Das Interview des Finanzministers war gerade gedruckt. Und konnte man es anders denn als Hinweis darauf lesen, dass Steuererleichterungen aus Gründen der Konsolidierung der öffentlichen Haushalte fürs nächste – und vielleicht auch fürs übernächste – nicht auf der Tagesordnung stehen? Aber da hatte die Wirklichkeit den vernünftigen Schluss schon überholt, sozusagen aus dem spitzen Winkel eines Wochenendes heraus. Denn am Sonntag überraschten die Parteivorsitzenden der Koalition die Öffentlichkeit mit der Übereinkunft, dass es nun doch Steuersenkungen geben werde – zwar erst 2013, in unbekannter Höhe, aber immerhin. Die gute Botschaft soll bereits an diesem Mittwoch zusammen mit dem Beschluss des Bundeskabinetts über den künftigen Haushalt 2012 abgenickt werden. Ein Resultat der Überlegungen über eine gerechte Besteuerung? Eine – vielleicht überfällige – Geste gegenüber dem Bürger? Nein, Politik nach Koalitionsart. Man mag gar nicht daran denken, dass ein gewisser Max Weber, der sonst bei Politikern in hohem Ansehen steht, Politik als das geduldige Bohren dicker Bretter bezeichnet hat.
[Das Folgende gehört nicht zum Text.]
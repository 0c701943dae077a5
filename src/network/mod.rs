pub mod address;

use bytes::{BufMut, Bytes, BytesMut};
use std::{
    ffi::CString,
    fmt, io,
    net::{IpAddr, Ipv4Addr, Ipv6Addr, SocketAddr, UdpSocket as StdUdpSocket},
};
use thiserror::Error;
use tokio::net::UdpSocket as TokioUdpSocket;

/// Defines all possible errors for socket operations.
#[derive(Error, Debug)]
pub enum SocketError {
    #[error("Failed to create a new socket")]
    CreateSocket(#[source] io::Error),

    #[error("Failed to enable broadcast on socket")]
    SetBroadcast(#[source] io::Error),

    #[error("Failed to set SO_BINDTODEVICE on interface '{interface}'")]
    BindToDevice {
        interface: String,
        #[source]
        source: io::Error,
    },

    #[error("Failed to bind socket to address")]
    BindSocket(#[source] io::Error),

    #[error("Failed to set SO_REUSEADDR on socket")]
    SetReuseAddress(#[source] io::Error),

    #[error("Failed to set multicast interface")]
    SetMulticastInterface(#[source] io::Error),

    #[error("Failed to set socket to non-blocking mode")]
    SetNonBlocking(#[source] io::Error),

    #[error("Failed to convert socket to TokioUdpSocket")]
    ConvertToTokio(#[source] io::Error),

    #[error("Interface '{0}' does not exist")]
    UnknownInterface(String),

    #[error("Failed to read hardware address of '{interface}'")]
    HardwareAddress {
        interface: String,
        #[source]
        source: io::Error,
    },

    #[allow(dead_code)]
    #[error("Binding to a specific device is not implemented on this platform")]
    NotImplemented,
}

/// Address family of a lease or an interface address.
#[derive(Debug, Clone, Copy, PartialEq, Eq, Hash)]
pub enum IpFamily {
    V4,
    V6,
}

impl IpFamily {
    pub fn of(addr: &IpAddr) -> Self {
        match addr {
            IpAddr::V4(_) => Self::V4,
            IpAddr::V6(_) => Self::V6,
        }
    }
}

impl fmt::Display for IpFamily {
    fn fmt(&self, f: &mut fmt::Formatter<'_>) -> fmt::Result {
        match self {
            Self::V4 => f.write_str("IPv4"),
            Self::V6 => f.write_str("IPv6"),
        }
    }
}

/// Returns the kernel index of `interface`.
pub fn interface_index(interface: &str) -> Result<u32, SocketError> {
    let name =
        CString::new(interface).map_err(|_| SocketError::UnknownInterface(interface.to_string()))?;
    // SAFETY: `name` is a valid NUL-terminated string for the duration of the call.
    let index = unsafe { libc::if_nametoindex(name.as_ptr()) };
    if index == 0 {
        return Err(SocketError::UnknownInterface(interface.to_string()));
    }
    Ok(index)
}

/// Parses a MAC address string (e.g., "0a:1b:2c:3d:4e:5f") into a `Bytes` object.
pub fn parse_mac_address(mac_str: &str) -> Result<Bytes, std::num::ParseIntError> {
    let mut bytes = BytesMut::new();
    for byte_str in mac_str.split(':') {
        if !byte_str.is_empty() {
            let byte = u8::from_str_radix(byte_str, 16)?;
            bytes.put_u8(byte);
        }
    }
    Ok(bytes.freeze())
}

/// Reads the hardware (MAC) address of `interface` from sysfs.
pub async fn hardware_address(interface: &str) -> Result<Bytes, SocketError> {
    let mac_path = format!("/sys/class/net/{}/address", interface);
    let mac_str = tokio::fs::read_to_string(&mac_path)
        .await
        .map_err(|source| SocketError::HardwareAddress {
            interface: interface.to_string(),
            source,
        })?;
    parse_mac_address(mac_str.trim()).map_err(|e| SocketError::HardwareAddress {
        interface: interface.to_string(),
        source: io::Error::new(io::ErrorKind::InvalidData, e),
    })
}

/// Creates a new `tokio::net::UdpSocket` bound to a specific network device and port.
///
/// IPv4 sockets are bound to `0.0.0.0` with `SO_BROADCAST` set. IPv6 sockets
/// are bound to `[::]` and send multicast through `interface`.
#[cfg(target_os = "linux")]
pub fn new_tokio_socket_bound_to_device(
    interface: &str,
    family: IpFamily,
    port: u16,
) -> Result<TokioUdpSocket, SocketError> {
    use socket2::{Domain, Socket, Type};
    use std::os::fd::AsRawFd;

    let (domain, addr) = match family {
        IpFamily::V4 => (Domain::IPV4, SocketAddr::new(Ipv4Addr::UNSPECIFIED.into(), port)),
        IpFamily::V6 => (Domain::IPV6, SocketAddr::new(Ipv6Addr::UNSPECIFIED.into(), port)),
    };

    let socket2 = Socket::new(domain, Type::DGRAM, None).map_err(SocketError::CreateSocket)?;

    match family {
        IpFamily::V4 => socket2
            .set_broadcast(true)
            .map_err(SocketError::SetBroadcast)?,
        IpFamily::V6 => socket2
            .set_multicast_if_v6(interface_index(interface)?)
            .map_err(SocketError::SetMulticastInterface)?,
    }

    socket2
        .set_reuse_address(true)
        .map_err(SocketError::SetReuseAddress)?;

    // SAFETY: the descriptor is owned by `socket2` and the option value points
    // into `interface`, which outlives the call.
    let ret = unsafe {
        libc::setsockopt(
            socket2.as_raw_fd(),
            libc::SOL_SOCKET,
            libc::SO_BINDTODEVICE,
            interface.as_ptr() as *const libc::c_void,
            interface.len() as libc::socklen_t,
        )
    };
    if ret < 0 {
        return Err(SocketError::BindToDevice {
            interface: interface.to_string(),
            source: io::Error::last_os_error(),
        });
    }

    socket2.bind(&addr.into()).map_err(SocketError::BindSocket)?;

    let std_socket: StdUdpSocket = socket2.into();
    std_socket
        .set_nonblocking(true)
        .map_err(SocketError::SetNonBlocking)?;
    TokioUdpSocket::from_std(std_socket).map_err(SocketError::ConvertToTokio)
}

/// Fallback for non-Linux systems where `SO_BINDTODEVICE` is not available.
#[cfg(not(target_os = "linux"))]
pub fn new_tokio_socket_bound_to_device(
    _interface: &str,
    _family: IpFamily,
    _port: u16,
) -> Result<TokioUdpSocket, SocketError> {
    Err(SocketError::NotImplemented)
}

#[cfg(test)]
mod tests {
    use super::*;

    #[test]
    fn test_parse_mac_address() {
        let mac = parse_mac_address("00:0c:29:a8:92:f4").unwrap();
        assert_eq!(&mac[..], &[0x00, 0x0c, 0x29, 0xa8, 0x92, 0xf4]);
    }

    #[test]
    fn test_parse_mac_address_rejects_garbage() {
        assert!(parse_mac_address("zz:00").is_err());
    }

    #[test]
    fn test_ip_family_of() {
        assert_eq!(IpFamily::of(&"10.0.0.1".parse().unwrap()), IpFamily::V4);
        assert_eq!(IpFamily::of(&"fe80::1".parse().unwrap()), IpFamily::V6);
        assert_eq!(IpFamily::V6.to_string(), "IPv6");
    }

    #[test]
    fn test_unknown_interface_index() {
        assert!(matches!(
            interface_index("does-not-exist0"),
            Err(SocketError::UnknownInterface(_))
        ));
    }
}
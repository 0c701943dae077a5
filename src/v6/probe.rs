use super::{
    handler::DhcpV6Handler,
    message::{duid_ll, first_ia_address, ALL_DHCP_SERVERS},
};
use crate::{
    client::{Handshake, HandshakeDriver, Lease},
    config::ClientConfig,
    error::ProbeError,
    metrics::Dhcp6Metrics,
    network::{self, IpFamily},
    observer::LeaseProbe,
};
use async_trait::async_trait;
use dhcproto::{v6, Decodable, Decoder};
use std::{
    net::{IpAddr, SocketAddr, SocketAddrV6},
    time::Duration,
};

/// DHCPv6 addresses are claimed as host addresses.
pub const DHCPV6_PREFIX_LEN: u8 = 128;

/// One complete DHCPv6 handshake over the link, as raw datagrams.
#[async_trait]
pub trait DhcpV6Exchange: Send + Sync {
    async fn exchange(&self) -> Result<Handshake<Vec<u8>>, ProbeError>;
}

/// [`DhcpV6Exchange`] multicasting to all DHCP servers on the configured interface.
pub struct DhcpV6Client {
    config: ClientConfig,
}

impl DhcpV6Client {
    pub fn new(config: ClientConfig) -> Self {
        Self { config }
    }
}

#[async_trait]
impl DhcpV6Exchange for DhcpV6Client {
    async fn exchange(&self) -> Result<Handshake<Vec<u8>>, ProbeError> {
        let interface = &self.config.interface;
        let socket =
            network::new_tokio_socket_bound_to_device(interface, IpFamily::V6, self.config.client_port)?;
        let scope_id = network::interface_index(interface)?;
        let mac_address = network::hardware_address(interface).await?;
        let server = SocketAddr::V6(SocketAddrV6::new(
            ALL_DHCP_SERVERS,
            self.config.server_port,
            0,
            scope_id,
        ));

        let handler = DhcpV6Handler::new(duid_ll(&mac_address), server, self.config.timeout);
        HandshakeDriver::new(socket, self.config.timeout)
            .run(handler)
            .await
    }
}

/// Runs DHCPv6 handshakes and turns them into metrics and a [`Lease`].
pub struct Dhcp6Probe<E> {
    exchange: E,
    metrics: Dhcp6Metrics,
    verbose: bool,
}

impl<E: DhcpV6Exchange> Dhcp6Probe<E> {
    pub fn new(exchange: E, metrics: Dhcp6Metrics, verbose: bool) -> Self {
        Self {
            exchange,
            metrics,
            verbose,
        }
    }

    fn fail(&self, error: ProbeError) -> ProbeError {
        self.metrics.failures.inc();
        error
    }

    pub async fn sample(&self) -> Result<Lease, ProbeError> {
        self.metrics.requests.inc();

        let handshake = self.exchange.exchange().await.map_err(|e| self.fail(e))?;
        self.metrics.latency.set(handshake.latency.as_secs_f64());

        let mut lease = None;
        for packet in &handshake.packets {
            let message = v6::Message::decode(&mut Decoder::new(packet)).map_err(|e| {
                self.fail(ProbeError::Protocol(format!(
                    "could not decode DHCPv6 message: {e}"
                )))
            })?;

            if self.verbose {
                tracing::info!(
                    message_type = ?message.msg_type(),
                    "DHCPv6 packet: {:?}",
                    message.opts()
                );
            }

            match message.msg_type() {
                v6::MessageType::Advertise => self.metrics.offers.inc(),
                v6::MessageType::Reply => {
                    self.metrics.replies.inc();
                    let address = first_ia_address(&message).ok_or_else(|| {
                        self.fail(ProbeError::Protocol(
                            "reply carries no IA_NA address".to_string(),
                        ))
                    })?;
                    self.metrics.lifetime.set(f64::from(address.valid_life));
                    lease = Some(Lease::new(
                        IpAddr::V6(address.addr),
                        DHCPV6_PREFIX_LEN,
                        Some(Duration::from_secs(u64::from(address.valid_life))),
                    ));
                }
                _ => {}
            }
        }

        lease.ok_or_else(|| self.fail(ProbeError::NoReplyReceived))
    }
}

#[async_trait]
impl<E: DhcpV6Exchange> LeaseProbe for Dhcp6Probe<E> {
    fn family(&self) -> IpFamily {
        IpFamily::V6
    }

    async fn acquire(&self) -> Result<Lease, ProbeError> {
        self.sample().await
    }
}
Außerdem zeigt die Sonntagsentscheidung, dass die Regel, Politik sei auch eine Frage des richtigen Zeitpunkts, durchaus nach hinten losgehen kann. Natürlich ist es des Überlegens wert, ob die „kalte Progression“, der „Mittelstandsbauch“ und wie all die anderen Problemkinder der Steuerdiskussion heißen, beseitigt werden können. Auch spricht manches dafür, die kleinen und mittleren Einkommen zu entlasten. Aber angesichts der Lage, in der sich Angela Merkels Regierung befindet, denkt kaum noch jemand darüber nach, ob die Ankündigung diesen ehrenwerten Zwecken gerecht wird. Jeder weiß, jeder glaubt es zu wissen: Der FDP in ihrem Überlebenskampf soll, ja, muss ein Zugeständnis gemacht werden, die Endlosdebatte beendet werden, mit der sich beide, FDP und Union, selbst zu erdrosseln drohen. Noch eine Spruchweisheit, die ihren Platz in der Politik hat: Man spürt die Absicht und ist verstimmt.

Ob klug oder nicht, ob berechtigt oder von Übel, allein der politische Stil rückt diese Ankündigung – aus den Zwängen des Augenblicks heraus getroffen, unübersehbar taktisch munitioniert – ins Fragwürdige und macht sie fast zwangsläufig kontraproduktiv. Am Ende wird die Textexegese vermutlich ergeben, dass die Äußerungen von Finanzminister und FDP sich keineswegs ausschließen, außerdem ist es bis zum Jahr 2013 noch lange hin, da tritt sich manches fest. Bloß nützt das nichts. Denn das Manöver passt viel zu gut zu dem Eindruck der hastigen, aus dem Moment und der parteipolitischen Konstellation heraus agierenden Politik der Koalition. Er klebt mittlerweile unablösbar an ihr wie ein Kaugummi.

Ob die Freidemokraten von der Blitzoperation wirklich profitieren? Ob damit der Streitbazillus, der sich seit langem in der Regierung eingenistet hat, endlich vertrieben ist? Kann sein, kann auch nicht sein. Aber sicher ist, dass diese Art des Politikmachens den Boden abträgt, auf dem die schwarz-gelbe Koalition steht. Oder anders ausgedrückt: dass ihre Wenden und Kehren, von der Libyenenthaltung bis zur Energiewende, in erster Linie nicht mehr als Versuche der Problemlösung aufgenommen werden, sondern als kopflose Reaktion auf Meinungs- und Stimmungsströmungen. Das aber heißt Raubbau zu treiben mit dem wichtigsten Stoff der Politik – mit Vertrauen und Verlässlichkeit. Von der Substanz der Parteien ganz zu schweigen.